====== PROVIDED ENTRIES

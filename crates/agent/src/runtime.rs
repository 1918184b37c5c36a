use matzip_core::domain::action::Action;
use matzip_core::domain::result::SearchResult;
use matzip_search::{RestaurantIndex, SearchBackend};
use tracing::info;

use crate::llm::LlmClient;
use crate::resolver::IntentResolver;

/// Everything one query produced: the resolved action, the result that is
/// actually returned, and how the validation judged the first execution.
#[derive(Clone, Debug)]
pub struct SearchOutcome {
    pub query: String,
    /// The action that produced `result` (the widened one when `widened`).
    pub action: Action,
    pub reasoning: Option<String>,
    pub attempts: u32,
    /// Whether the first execution already satisfied the validation.
    pub satisfactory: bool,
    pub verdict_reason: String,
    /// True when the corrective action ran in place of the first result.
    pub widened: bool,
    pub result: SearchResult,
}

/// Orchestrates one query end to end: resolve, execute, validate, and widen
/// a weak result set at most once. The widened execution is terminal; its
/// result is returned without another validation round.
pub struct SearchAgent<L, B> {
    resolver: IntentResolver<L>,
    index: RestaurantIndex<B>,
}

impl<L, B> SearchAgent<L, B> {
    pub fn new(resolver: IntentResolver<L>, index: RestaurantIndex<B>) -> Self {
        Self { resolver, index }
    }

    pub fn index(&self) -> &RestaurantIndex<B> {
        &self.index
    }
}

impl<L: LlmClient, B: SearchBackend> SearchAgent<L, B> {
    pub async fn resolve_and_search(&self, query: &str) -> SearchOutcome {
        let resolution = self.resolver.resolve(query).await;
        info!(
            event_name = "agent.intent_resolved",
            strategy = %resolution.action.strategy,
            attempts = resolution.attempts,
            "resolved query to a search action"
        );

        let first = self.index.execute(&resolution.action).await;
        let verdict = self.resolver.policy().validate(&first, query);
        info!(
            event_name = "agent.result_validated",
            total = first.total,
            satisfactory = verdict.satisfactory,
            reason = %verdict.reason,
            "validated first execution"
        );

        let Some(alternative) = verdict.alternative else {
            return SearchOutcome {
                query: query.to_owned(),
                action: resolution.action,
                reasoning: resolution.reasoning,
                attempts: resolution.attempts,
                satisfactory: verdict.satisfactory,
                verdict_reason: verdict.reason,
                widened: false,
                result: first,
            };
        };

        info!(
            event_name = "agent.search_widened",
            strategy = %alternative.strategy,
            "re-running with the corrective action"
        );
        let result = self.index.execute(&alternative).await;
        SearchOutcome {
            query: query.to_owned(),
            action: alternative,
            reasoning: resolution.reasoning,
            attempts: resolution.attempts,
            satisfactory: false,
            verdict_reason: verdict.reason,
            widened: true,
            result,
        }
    }
}
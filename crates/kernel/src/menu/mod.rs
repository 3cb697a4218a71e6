//! Admin menu system.
//!
//! A menu starts from a fixed list of items and collects more from plugins
//! through a register hook. Per-user rendering then:
//! - drops items the user lacks permission for
//! - sorts by item order
//! - runs the menu's construct hook

mod assembly;
mod set;

pub use assembly::Menu;
pub use set::MenuSet;
//! Configuration loaded from environment variables.

use std::env;
use std::path::PathBuf;

use anyhow::{Context, Result};

/// Application configuration.
#[derive(Debug, Clone)]
pub struct Config {
    /// HTTP server port (default: 3000).
    pub port: u16,

    /// Path to the menu manifest (default: ./menus.toml).
    pub menu_config: PathBuf,
}

impl Config {
    /// Load configuration from environment variables.
    pub fn from_env() -> Result<Self> {
        Self::from_lookup(|key| env::var(key).ok())
    }

    /// Load configuration from an arbitrary variable source.
    pub fn from_lookup(lookup: impl Fn(&str) -> Option<String>) -> Result<Self> {
        let port = lookup("PORT")
            .unwrap_or_else(|| "3000".to_string())
            .parse()
            .context("PORT must be a valid u16")?;

        let menu_config = lookup("MENU_CONFIG")
            .map(PathBuf::from)
            .unwrap_or_else(|| PathBuf::from("./menus.toml"));

        Ok(Self { port, menu_config })
    }
}
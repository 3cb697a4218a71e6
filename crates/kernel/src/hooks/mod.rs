//! Hook system for plugin menu contributions.
//!
//! Hooks are named extension points. Plugins register item providers and
//! menu constructors under a hook name; menus invoke every handler under the
//! names they listen on, in weight order.

mod alter;
mod registry;

pub use alter::RemoveItems;
pub use registry::{ConstructHook, HookHandler, HookRegistry, ItemHook};
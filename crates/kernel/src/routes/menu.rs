//! Menu JSON endpoints.
//!
//! - `GET /api/menu` lists menu names
//! - `GET /api/menu/{name}` returns initial plus hook-contributed items
//! - `GET /api/menu/{name}/user` returns the filtered, sorted, constructed
//!   items for the permissions given in the query string

use axum::extract::{Path, Query, State};
use axum::routing::get;
use axum::{Json, Router};
use ordine_sdk::{MenuItem, UserContext};
use serde::{Deserialize, Serialize};

use crate::error::AppResult;
use crate::menu::Menu;
use crate::state::AppState;

/// Query for per-user rendering.
#[derive(Debug, Default, Deserialize)]
pub struct UserMenuQuery {
    /// Comma-separated permission names.
    #[serde(default)]
    pub permissions: Option<String>,
    /// Current request path, used to mark the active item.
    #[serde(default)]
    pub path: Option<String>,
}

impl UserMenuQuery {
    /// Anonymous unless at least one non-blank permission is given.
    fn user(&self) -> UserContext {
        let permissions: Vec<String> = self
            .permissions
            .as_deref()
            .unwrap_or_default()
            .split(',')
            .map(|s| s.trim().to_string())
            .filter(|s| !s.is_empty())
            .collect();

        if permissions.is_empty() {
            UserContext::anonymous()
        } else {
            UserContext::authenticated(permissions)
        }
    }
}

/// Per-user menu response.
#[derive(Debug, Serialize)]
pub struct UserMenuResponse {
    pub items: Vec<MenuItem>,
    /// Machine name of the active item, if any.
    pub active: Option<String>,
}

async fn list_menus(State(state): State<AppState>) -> Json<Vec<String>> {
    Json(state.menus().names().map(str::to_string).collect())
}

async fn registered_items(
    State(state): State<AppState>,
    Path(name): Path<String>,
) -> AppResult<Json<Vec<MenuItem>>> {
    let items = state.menus().get(&name)?.registered_menu_items()?;
    Ok(Json(items))
}

async fn user_items(
    State(state): State<AppState>,
    Path(name): Path<String>,
    Query(query): Query<UserMenuQuery>,
) -> AppResult<Json<UserMenuResponse>> {
    let items = state
        .menus()
        .get(&name)?
        .menu_items_for_user(&query.user())?;

    let active = query
        .path
        .as_deref()
        .and_then(|path| Menu::active_item(&items, path))
        .map(|item| item.name.clone());

    Ok(Json(UserMenuResponse { items, active }))
}

/// Create the menu router.
pub fn router() -> Router<AppState> {
    Router::new()
        .route("/api/menu", get(list_menus))
        .route("/api/menu/{name}", get(registered_items))
        .route("/api/menu/{name}/user", get(user_items))
}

============

== TO DO ==
Please copy out every line shown above, exactly.

== RESULT FOR THIS EXERCISE ==
filename crates/agent/src/runtime.rs
repository 1918184b37c5c36a
use matzip_core::domain::action::Action;
use matzip_core::domain::result::SearchResult;
use matzip_search::{RestaurantIndex, SearchBackend};
use tracing::info;

use crate::llm::LlmClient;
use crate::resolver::IntentResolver;

/// Everything one query produced: the resolved action, the result that is
/// actually returned, and how the validation judged the first execution.
#[derive(Clone, Debug)]
pub struct SearchOutcome {
    pub query: String,
    /// The action that produced `result` (the widened one when `widened`).
    pub action: Action,
    pub reasoning: Option<String>,
    pub attempts: u32,
    /// Whether the first execution already satisfied the validation.
    pub satisfactory: bool,
    pub verdict_reason: String,
    /// True when the corrective action ran in place of the first result.
    pub widened: bool,
    pub result: SearchResult,
}

/// Orchestrates one query end to end: resolve, execute, validate, and widen
/// a weak result set at most once. The widened execution is terminal; its
/// result is returned without another validation round.
pub struct SearchAgent<L, B> {
    resolver: IntentResolver<L>,
    index: RestaurantIndex<B>,
}

impl<L, B> SearchAgent<L, B> {
    pub fn new(resolver: IntentResolver<L>, index: RestaurantIndex<B>) -> Self {
        Self { resolver, index }
    }

    pub fn index(&self) -> &RestaurantIndex<B> {
        &self.index
    }
}

impl<L: LlmClient, B: SearchBackend> SearchAgent<L, B> {
    pub async fn resolve_and_search(&self, query: &str) -> SearchOutcome {
        let resolution = self.resolver.resolve(query).await;
        info!(
            event_name = "agent.intent_resolved",
            strategy = %resolution.action.strategy,
            attempts = resolution.attempts,
            "resolved query to a search action"
        );

        let first = self.index.execute(&resolution.action).await;
        let verdict = self.resolver.policy().validate(&first, query);
        info!(
            event_name = "agent.result_validated",
            total = first.total,
            satisfactory = verdict.satisfactory,
            reason = %verdict.reason,
            "validated first execution"
        );

        let Some(alternative) = verdict.alternative else {
            return SearchOutcome {
                query: query.to_owned(),
                action: resolution.action,
                reasoning: resolution.reasoning,
                attempts: resolution.attempts,
                satisfactory: verdict.satisfactory,
                verdict_reason: verdict.reason,
                widened: false,
                result: first,
            };
        };

        info!(
            event_name = "agent.search_widened",
            strategy = %alternative.strategy,
            "re-running with the corrective action"
        );
        let result = self.index.execute(&alternative).await;
        SearchOutcome {
            query: query.to_owned(),
            action: alternative,
            reasoning: resolution.reasoning,
            attempts: resolution.attempts,
            satisfactory: false,
            verdict_reason: verdict.reason,
            widened: true,
            result,
        }
    }
}
filename crates/kernel/src/menu/mod.rs
repository 3cb697a4218a71e6
//! Admin menu system.
//!
//! A menu starts from a fixed list of items and collects more from plugins
//! through a register hook. Per-user rendering then:
//! - drops items the user lacks permission for
//! - sorts by item order
//! - runs the menu's construct hook

mod assembly;
mod set;

pub use assembly::Menu;
pub use set::MenuSet;
//! Configuration loaded from environment variables.

use std::env;
use std::path::PathBuf;

use anyhow::{Context, Result};

/// Application configuration.
#[derive(Debug, Clone)]
pub struct Config {
    /// HTTP server port (default: 3000).
    pub port: u16,

    /// Path to the menu manifest (default: ./menus.toml).
    pub menu_config: PathBuf,
}

impl Config {
    /// Load configuration from environment variables.
    pub fn from_env() -> Result<Self> {
        Self::from_lookup(|key| env::var(key).ok())
    }

    /// Load configuration from an arbitrary variable source.
    pub fn from_lookup(lookup: impl Fn(&str) -> Option<String>) -> Result<Self> {
        let port = lookup("PORT")
            .unwrap_or_else(|| "3000".to_string())
            .parse()
            .context("PORT must be a valid u16")?;

        let menu_config = lookup("MENU_CONFIG")
            .map(PathBuf::from)
            .unwrap_or_else(|| PathBuf::from("./menus.toml"));

        Ok(Self { port, menu_config })
    }
}
repository 3cb697a4218a71e6
filename crates/kernel/src/hooks/mod.rs
//! Hook system for plugin menu contributions.
//!
//! Hooks are named extension points. Plugins register item providers and
//! menu constructors under a hook name; menus invoke every handler under the
//! names they listen on, in weight order.

mod alter;
mod registry;

pub use alter::RemoveItems;
pub use registry::{ConstructHook, HookHandler, HookRegistry, ItemHook};
filename crates/kernel/src/routes/menu.rs
//! Menu JSON endpoints.
//!
//! - `GET /api/menu` lists menu names
//! - `GET /api/menu/{name}` returns initial plus hook-contributed items
//! - `GET /api/menu/{name}/user` returns the filtered, sorted, constructed
//!   items for the permissions given in the query string

use axum::extract::{Path, Query, State};
use axum::routing::get;
use axum::{Json, Router};
use ordine_sdk::{MenuItem, UserContext};
use serde::{Deserialize, Serialize};

use crate::error::AppResult;
use crate::menu::Menu;
use crate::state::AppState;

/// Query for per-user rendering.
#[derive(Debug, Default, Deserialize)]
pub struct UserMenuQuery {
    /// Comma-separated permission names.
    #[serde(default)]
    pub permissions: Option<String>,
    /// Current request path, used to mark the active item.
    #[serde(default)]
    pub path: Option<String>,
}

impl UserMenuQuery {
    /// Anonymous unless at least one non-blank permission is given.
    fn user(&self) -> UserContext {
        let permissions: Vec<String> = self
            .permissions
            .as_deref()
            .unwrap_or_default()
            .split(',')
            .map(|s| s.trim().to_string())
            .filter(|s| !s.is_empty())
            .collect();

        if permissions.is_empty() {
            UserContext::anonymous()
        } else {
            UserContext::authenticated(permissions)
        }
    }
}

/// Per-user menu response.
#[derive(Debug, Serialize)]
pub struct UserMenuResponse {
    pub items: Vec<MenuItem>,
    /// Machine name of the active item, if any.
    pub active: Option<String>,
}

async fn list_menus(State(state): State<AppState>) -> Json<Vec<String>> {
    Json(state.menus().names().map(str::to_string).collect())
}

async fn registered_items(
    State(state): State<AppState>,
    Path(name): Path<String>,
) -> AppResult<Json<Vec<MenuItem>>> {
    let items = state.menus().get(&name)?.registered_menu_items()?;
    Ok(Json(items))
}

async fn user_items(
    State(state): State<AppState>,
    Path(name): Path<String>,
    Query(query): Query<UserMenuQuery>,
) -> AppResult<Json<UserMenuResponse>> {
    let items = state
        .menus()
        .get(&name)?
        .menu_items_for_user(&query.user())?;

    let active = query
        .path
        .as_deref()
        .and_then(|path| Menu::active_item(&items, path))
        .map(|item| item.name.clone());

    Ok(Json(UserMenuResponse { items, active }))
}

/// Create the menu router.
pub fn router() -> Router<AppState> {
    Router::new()
        .route("/api/menu", get(list_menus))
        .route("/api/menu/{name}", get(registered_items))
        .route("/api/menu/{name}/user", get(user_items))
}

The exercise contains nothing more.